Greta Garbo caracterizada como Mata Hari en la película de George Fitzmaurice de 1931

El tiro de gracia que el 15 de octubre de 1917 recibió en un paredón de Vincennes Margaretha Geertruida Zelle, alias Mata-Hari , acabó con una trayectoria rocambolesca a la vez que supuso el pistoletazo de salida de la carrera de un personaje de ficción omnipresente en los últimos cien años: el agente secreto.



La bailarina fusilada no había inventado el espionaje; ya en la antigua China, Sun Tzu elaboró una pionera tipología de fisgones. Pero fue con la Primera Guerra Mundial y sus prolegómenos cuando esa actividad accedió a una celebridad de la que no había gozado antes. El Affaire Dreyfus representó el preámbulo; la Convención de la Haya de 1907, su marco legal; y la gran conflagración, el escenario que puso al espía bajo el foco del ojo público, magnificado por el halo seductor que desprendía la legendaria cortesana.



En dicho contexto cuajó una literatura que lo tenía de protagonista. Prefigurada por El Enigma de las Arenas (R. Erskine Childers, 1903), la novela de espías despegó con Los 39 escalones (John Buchan, 1915). Fruto de las rivalidades interimperialistas, la fórmula eclosiona a partir de la Gran Guerra con tiradas millonarias. Su éxito atrae a escritores de la talla de Somerset Maughan (Ashenden, 1928) y Graham Greene (El agente confidencial, 1939), tocando a Eric Ambler fijar sus cánones con Viaje al Miedo (1940), además de introducir un toque escéptico en un género chauvinista de nacimiento. El cine se sube al tren con las películas The German Spy Peril (B. Haldane, 1914), Los espías (F. Lang, 1928), la Mata-Hari encarnada por Greta Garbo en 1931 y El hombre que sabía demasiado (Hitchcok, 1934). Y el caudal se ve engrosado por un afluente non fiction: las memorias de exespías inauguradas por Karl Graves con sus Recuerdos de un agente secreto alemán (1916).
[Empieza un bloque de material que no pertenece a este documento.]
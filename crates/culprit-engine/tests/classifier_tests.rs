use chrono::{TimeZone, Utc};
use culprit_engine::classifier::{
    ComponentClassifier, ComponentClassifierConfig, ComponentInfo, ProjectClassifier,
    ProjectClassifierConfig,
};
use culprit_engine::model::{ChangeLog, Contributor, FileChangeInfo, Suspect};
use culprit_engine::stacktrace::{CallStack, CallStackFormat, StackFrame};
use pretty_assertions::assert_eq;

fn suspect(dep_path: &str, touched: &[&str]) -> Suspect {
    let time = Utc.with_ymd_and_hms(2016, 8, 10, 9, 0, 0).unwrap();
    let changelog = ChangeLog {
        author: Contributor::new("a", "a@chromium.org", time),
        committer: Contributor::new("a", "a@chromium.org", time),
        revision: "r".to_string(),
        commit_position: None,
        message: String::new(),
        touched_files: touched.iter().map(|path| FileChangeInfo::modify(*path)).collect(),
        commit_url: "https://repo/+/r".to_string(),
        code_review_url: None,
        reverted_revision: None,
    };
    Suspect::new(changelog, dep_path)
}

fn project_config() -> ProjectClassifierConfig {
    let mut config = ProjectClassifierConfig {
        host_directories: vec!["src/".to_string(), "src/chrome/browser/resources/".to_string()],
        ..Default::default()
    };
    config
        .function_marker_to_project_name
        .insert("org.chromium".to_string(), "chromium".to_string());
    config
        .function_marker_to_project_name
        .insert("com.google.android.apps.chrome".to_string(), "clank".to_string());
    config
        .file_path_marker_to_project_name
        .insert("googleplex-android/".to_string(), "android_os".to_string());
    config
        .non_chromium_project_rank_priority
        .insert("clank".to_string(), -1);
    config
        .non_chromium_project_rank_priority
        .insert("android_os".to_string(), -2);
    config
}

#[test]
fn test_project_from_dep_path() {
    let classifier = ProjectClassifier::new(Some(project_config()));
    assert_eq!(classifier.project_from_dep_path("src/"), Some("chromium".to_string()));
    assert_eq!(
        classifier.project_from_dep_path("src/v8/"),
        Some("chromium-v8".to_string())
    );
    assert_eq!(
        classifier.project_from_dep_path("src/chrome/browser/resources/"),
        Some("chromium".to_string())
    );
    assert_eq!(
        classifier.project_from_dep_path("third_party/foo/"),
        Some("third_party_foo".to_string())
    );
    assert_eq!(classifier.project_from_dep_path(""), None);
}

#[test]
fn test_classify_frame_marker_order() {
    let classifier = ProjectClassifier::new(Some(project_config()));

    let java = StackFrame::new(
        0,
        "src/",
        "com.google.android.apps.chrome.Main",
        "Main.java",
        "Main.java",
        vec![],
    );
    assert_eq!(classifier.classify_frame(&java), Some("clank".to_string()));

    let android = StackFrame::new(
        1,
        "",
        "android.os.Looper",
        "Looper.java",
        "googleplex-android/frameworks/Looper.java",
        vec![],
    );
    assert_eq!(classifier.classify_frame(&android), Some("android_os".to_string()));

    let plain = StackFrame::new(2, "src/v8/", "v8::Invoke", "a.cc", "a.cc", vec![]);
    assert_eq!(classifier.classify_frame(&plain), Some("chromium-v8".to_string()));
}

#[test]
fn test_classify_prefers_suspects() {
    let classifier = ProjectClassifier::new(Some(project_config()));
    let suspects = vec![
        suspect("src/v8/", &["a.cc"]),
        suspect("src/", &["b.cc"]),
        suspect("src/v8/", &["c.cc"]),
    ];
    assert_eq!(classifier.classify(&suspects, None), "chromium-v8");
}

#[test]
fn test_classify_empty_crash_stack() {
    let classifier = ProjectClassifier::new(Some(project_config()));
    let stack = CallStack::new(0, vec![], CallStackFormat::Default);
    assert_eq!(classifier.classify(&[], Some(&stack)), "");
}

#[test]
fn test_classify_unconfigured_is_empty() {
    let classifier = ProjectClassifier::new(None);
    assert_eq!(classifier.classify(&[suspect("src/", &["a.cc"])], None), "");
}

#[test]
fn test_java_crash_ranks_by_priority() {
    let classifier = ProjectClassifier::new(Some(project_config()));
    let frames = vec![
        StackFrame::new(0, "src/", "org.chromium.Foo.bar", "Foo.java", "Foo.java", vec![]),
        StackFrame::new(1, "src/", "org.chromium.Foo.baz", "Foo.java", "Foo.java", vec![]),
        StackFrame::new(
            2,
            "",
            "android.os.Handler",
            "Handler.java",
            "googleplex-android/Handler.java",
            vec![],
        ),
    ];
    let stack = CallStack::new(0, frames, CallStackFormat::Java);
    assert_eq!(classifier.classify(&[], Some(&stack)), "android_os");
}

fn component_config() -> ComponentClassifierConfig {
    ComponentClassifierConfig {
        component_info: vec![
            ComponentInfo {
                dirs: vec!["src/third_party/WebKit/Source/core/dom/".to_string()],
                function: None,
                component: "Blink>DOM".to_string(),
                team: None,
            },
            ComponentInfo {
                dirs: vec!["src/v8/".to_string()],
                function: Some("v8::internal::".to_string()),
                component: "Blink>JavaScript".to_string(),
                team: None,
            },
        ],
        top_n: 4,
    }
}

#[test]
fn test_component_classify_frame() {
    let classifier = ComponentClassifier::new(Some(component_config()));
    assert!(classifier.is_configured());

    let dom = StackFrame::new(
        0,
        "src/",
        "Node::remove",
        "third_party/WebKit/Source/core/dom/Node.cpp",
        "",
        vec![],
    );
    assert_eq!(classifier.classify_frame(&dom), Some("Blink>DOM".to_string()));

    let v8 = StackFrame::new(1, "src/v8/", "v8::internal::Invoke", "src/execution.cc", "", vec![]);
    assert_eq!(classifier.classify_frame(&v8), Some("Blink>JavaScript".to_string()));

    let v8_other = StackFrame::new(2, "src/v8/", "Builtins::Call", "src/builtins.cc", "", vec![]);
    assert_eq!(classifier.classify_frame(&v8_other), None);

    let explicit = dom.clone().with_component("Blink>Explicit");
    assert_eq!(classifier.classify_frame(&explicit), Some("Blink>Explicit".to_string()));
}

#[test]
fn test_component_classify_suspects() {
    let classifier = ComponentClassifier::new(Some(component_config()));
    let suspects = vec![
        suspect("src/", &["third_party/WebKit/Source/core/dom/Node.cpp", "base/x.cc"]),
        suspect("src/", &["third_party/WebKit/Source/core/dom/Element.cpp"]),
        suspect("src/v8/", &["src/api.cc"]),
    ];
    assert_eq!(
        classifier.classify(&suspects, None),
        vec!["Blink>DOM".to_string(), "Blink>JavaScript".to_string()]
    );
}

#[test]
fn test_component_invalid_pattern_rejected_by_validate() {
    let mut config = component_config();
    config.component_info[1].function = Some("(".to_string());
    assert!(config.validate().is_err());

    let classifier = ComponentClassifier::new(Some(config));
    assert!(classifier.is_configured());
}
El nuevo personaje tuvo a la guerra por partera. Aparte de obvios elementos objetivos -el peso adquirido por las tareas de inteligencia en las artes bélicas- la contienda desnudó ante la ciudadanía la existencia de la "guerra secreta", una forma inédita de conflicto que se libraba en las sombras, en una zona gris entre la diplomacia y la intervención militar. Semejante descubrimiento chocaba con el discurso oficial y su defensa del principio de publicidad que en teoría vertebra la esfera pública (Habermas dixit). Y pese al avance en transparencia logrado con el repudio de la diplomacia secreta por la Sociedad de las Naciones en 1919, a muchos se les hizo evidente que entre tinieblas la opaca Razón de Estado seguía moviendo los hilos, con el espía por ejecutor principal.



Desde entonces, el contraste entre la legalidad aparente y las alcantarillas del Estado no ha dejado de inquietar; de ahí el auge de un género especializado en satisfacer con "secretos para las masas" la avidez social que no sacia la oferta de misterios oficiales desvelados. Mezclando ficción y realidad (confusión personificada en los autores que han combinado espionaje y oficio de novelista), esta clase de narrativa se hizo un hueco en el mercado dedicándose alternativamente a glorificar y estigmatizar las operaciones encubiertas, iluminando los entresijos del poder y, de pasada, cebando las teorías conspirativas que han hecho presa de la sociedad.



Transcurrido un siglo de su entrada en escena, los ladrones de secretos no han perdido su tirón; lo prueban la serie Homeland, la saga de James Bond, las parodias de Austin Powers o las heroínas de Julia Navarro y María Dueñas. Paradójicamente, pocas cosas existen hoy día que sean objeto de tanta publicidad como sus andanzas clandestinas, reales o ficticias (una resonancia facilitada en buena medida por la extraordinaria indiscreción de los profesionales de la reserva). Connotaciones políticas aparte, su irresistible atractivo enraíza en nuestras ambivalencias más hondas: enemigos declarados del secreto, desesperamos por poseerlo; recelosos de los espías, vibramos con sus aventuras. Escindidos entre el temor a ser espiados y el deseo de lo oculto, entre anhelos de transparencia e intuiciones de que también somos lo que escondemos, nos procuramos alivio con un placer vicario: realizar por medio de esos personajes dúplices la fantasía de cambiar de identidad e inmiscuirnos en la vida de los otros. Si a tales disposiciones añadimos la creciente vigilancia de los Grandes Hermanos de la globalización, la centralidad en el imaginario del espía, figura amenazadora y fascinante, está garantizada.